Like most new owners I had my doubts early on, but he has turned into a family member and best friend in one. Bear with it and don't let the pup get away with anything the dog wont be allowed to do. Very best of luck, you'll be allowed to sleep again soon!


----------



## Duke14 (Jul 20, 2014)

We picked up our Duke on Sunday. He's 7.5 weeks old. He is crazy and amazing all at once!

The first day, he howled if I put him in his crate. I was going on the reading I had done to crate him almost all the time to get him used to it. I decided it wasn't working for him, even with it being covered so it's like a den for him. Instead, I let him fall asleep wherever and then gently move him to the crate. The first day he would wake up and want to play. I kept my head inside the crate, trying to avoid him attacking my hair and face. I'm on day two of doing this and I can put him in and not need to keep my head inside. He may try to get out but I just block his way and tell him to lay down. If he tried to chew, I give him his blanked, because if I give him a toy, he just plays and gets riled up. He sleeps for 1-2 hours and then when he wakes, I take him out for a potty break. I tell him to pee and he does right away. I am fortunate that he came almost fully housebroken from the breeder.

He does sort of play on his own. He needs frequent redirection as he will wonder around and start chewing on things he's not allowed to, like the couch, the coffee table, the cupboards, the drawer handles! But Incan redirect him to a toy and he plays with that instead. As long as I am in the room, he's happy, he doesn't have to me touching me. Falling asleep is another story. He wants to be close and whines until he settles, then, as explained above, I move him to his crate. 

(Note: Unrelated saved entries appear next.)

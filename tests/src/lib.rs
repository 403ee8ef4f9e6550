//! # NOS Test Suite
//!
//! Cross-crate tests of the event core.
//!
//! ## Structure
//!
//! ```text
//! tests/src/
//! └── integration/
//!     ├── scenarios.rs   # ordering, write visibility, veto, policy, handshake
//!     ├── ordering.rs    # randomized registry order checks
//!     ├── remote.rs      # loopback TCP: handshake, push, pull, request
//!     └── runtime.rs     # full runtime with both buses
//! ```
//!
//! ## Running Tests
//!
//! ```bash
//! cargo test -p nos-tests
//! cargo test -p nos-tests integration::remote::
//! cargo bench -p nos-tests
//! ```

#![allow(dead_code)]

pub mod fixtures;
pub mod integration;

He goes to sleep in his crate about every 1-2 hours. It's quite the routine we have. My breeder let him sleep in her bed as he was he last of his litter to leave and they felt bad for him. We don't want him in our bed....well, my husband doesn't. The couch is fine though. The breeder said he was able to sleep through the night in their bed without needing to go out. I want to get him crate trained before that happens though. My husband thinks that once he is more used to the crate he will let him in bed with us. I think he is more in love with him that he lets on! 

I realise it's tough when you're working so hard to do everything right. But, you should be able to leave him for an hour in his crate if you time it right, just go after he has had a potty break and has fallen asleep. They also get overtired at this age, I read somewhere they need 20hrs of sleep a day! Lol not sure it's THAT much, but they do need a lot of sleep, just like a baby. And, they do need a lot of attention, just like a human baby, however, unlike a human baby, they are mobile and get into everything!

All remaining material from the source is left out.